While it may have no New Game+, there is an endgame detour called “Blast from the Past” where you can replay any boss and cutscene in the game. I must have replayed the last boss fight about 3 times, it is a great fight but mainly just for that final scene! You also have an indefinite endgame where you can complete any detours and minibosses you missed along the main game.

There is also a prequel DLC, “In Tanta we trust” where Frey gets transported back in time to before the break and you fight alongside Tanta Cinta. I didn’t buy the DLC myself and don’t think I will. I know there was a plan to release multiple DLCs but poor sales led to them being scrapped after the first. I’ll stick with the completed main story.

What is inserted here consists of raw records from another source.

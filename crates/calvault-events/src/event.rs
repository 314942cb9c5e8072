//! Calendar event records.

use std::collections::BTreeMap;

use rusqlite::types::ValueRef;
use rusqlite::Row;
use serde::{Deserialize, Serialize};
use serde_json::Value;

/// Columns mapped onto named [`CalendarEvent`] fields. Every other column of
/// the row ends up in [`CalendarEvent::extra`].
const MAPPED_COLUMNS: &[&str] = &[
    "id",
    "name",
    "userid",
    "groupid",
    "courseid",
    "categoryid",
    "modulename",
    "instance",
    "eventtype",
    "visible",
    "priority",
    "timestart",
    "timeduration",
];

/// A stored calendar event, as read back by the retrieval strategy.
#[derive(Debug, Clone, PartialEq, Serialize, Deserialize)]
pub struct CalendarEvent {
    /// Internal database ID.
    pub id: i64,
    /// Display name.
    pub name: String,
    /// Owning user, or 0.
    pub user_id: i64,
    /// Owning group, or 0.
    pub group_id: i64,
    /// Owning course, or 0.
    pub course_id: i64,
    /// Owning category, or 0.
    pub category_id: i64,
    /// Activity module that generated the event, or empty.
    pub module_name: String,
    /// Module instance the event belongs to, or 0.
    pub instance: i64,
    /// Event type within the module (e.g. `open`, `close`, `due`).
    pub event_type: String,
    /// Whether the event itself is visible.
    pub visible: bool,
    /// Override precedence; lower wins, `None` loses to any number.
    pub priority: Option<i64>,
    /// Start time, unix seconds.
    pub time_start: i64,
    /// Duration in seconds.
    pub time_duration: i64,
    /// Remaining columns, passed through untouched.
    #[serde(default, skip_serializing_if = "BTreeMap::is_empty")]
    pub extra: BTreeMap<String, Value>,
}

impl CalendarEvent {
    /// Maps a row selected with `e.*`. `columns` must be the statement's
    /// column names in order.
    pub(crate) fn from_row(row: &Row<'_>, columns: &[String]) -> rusqlite::Result<Self> {
        let mut extra = BTreeMap::new();
        for (idx, column) in columns.iter().enumerate() {
            if MAPPED_COLUMNS.contains(&column.as_str()) {
                continue;
            }
            extra.insert(column.clone(), json_from_sql(row.get_ref(idx)?));
        }

        Ok(Self {
            id: row.get("id")?,
            name: row.get("name")?,
            user_id: row.get("userid")?,
            group_id: row.get("groupid")?,
            course_id: row.get("courseid")?,
            category_id: row.get("categoryid")?,
            module_name: row.get("modulename")?,
            instance: row.get("instance")?,
            event_type: row.get("eventtype")?,
            visible: row.get("visible")?,
            priority: row.get("priority")?,
            time_start: row.get("timestart")?,
            time_duration: row.get("timeduration")?,
            extra,
        })
    }
}

fn json_from_sql(value: ValueRef<'_>) -> Value {
    match value {
        ValueRef::Null => Value::Null,
        ValueRef::Integer(i) => Value::from(i),
        ValueRef::Real(f) => serde_json::Number::from_f64(f)
            .map(Value::Number)
            .unwrap_or(Value::Null),
        ValueRef::Text(t) => Value::String(String::from_utf8_lossy(t).into_owned()),
        ValueRef::Blob(b) => Value::from(b.to_vec()),
    }
}

/// Parameters for inserting a new event.
#[derive(Debug, Clone, PartialEq, Serialize, Deserialize)]
pub struct NewEvent {
    pub name: String,
    pub description: String,
    pub component: Option<String>,
    pub user_id: i64,
    pub group_id: i64,
    pub course_id: i64,
    pub category_id: i64,
    pub module_name: String,
    pub instance: i64,
    pub event_type: String,
    pub time_start: i64,
    pub time_duration: i64,
    pub visible: bool,
    pub priority: Option<i64>,
    pub location: Option<String>,
}

impl NewEvent {
    /// A visible site event with the given name and every other field zeroed.
    pub fn new(name: impl Into<String>) -> Self {
        Self {
            name: name.into(),
            ..Self::default()
        }
    }
}

impl Default for NewEvent {
    fn default() -> Self {
        Self {
            name: String::new(),
            description: String::new(),
            component: None,
            user_id: 0,
            group_id: 0,
            course_id: 0,
            category_id: 0,
            module_name: String::new(),
            instance: 0,
            event_type: String::new(),
            time_start: 0,
            time_duration: 0,
            visible: true,
            priority: None,
            location: None,
        }
    }
}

There is a great story to be had here with a surprisingly deep lore to delve into. Frey’s attitude, bitterness, and defiance get in the way of experiencing the story and the game a lot of times. I found myself drowning her out for the most part and in the end, I’m glad I did. The final scenes of the story are amazing and would have been a perfect round out to Frey’s story arc if I cared enough about her.


  • Parkour is awesome!
  • Each magic class is unique and fun to experiment.
  • The lore is really intriguing.
  • The story is deep and made me want to push on for that alone..


  • Freys personality for the first 3/4 of the game.
  • Lack of interesting support characters.
  • Cuff is funny at first but hearing the same quips gets old.
  • World is far too big and sparsely filled.


Above Average

A great twist on the Alice in Wonderland story. Fantastic magic and parkour. Frey's bad attitude and unbridled defiance detracts from a great story and breaks immersion in the game. The game world is way too big and so sparsely populated.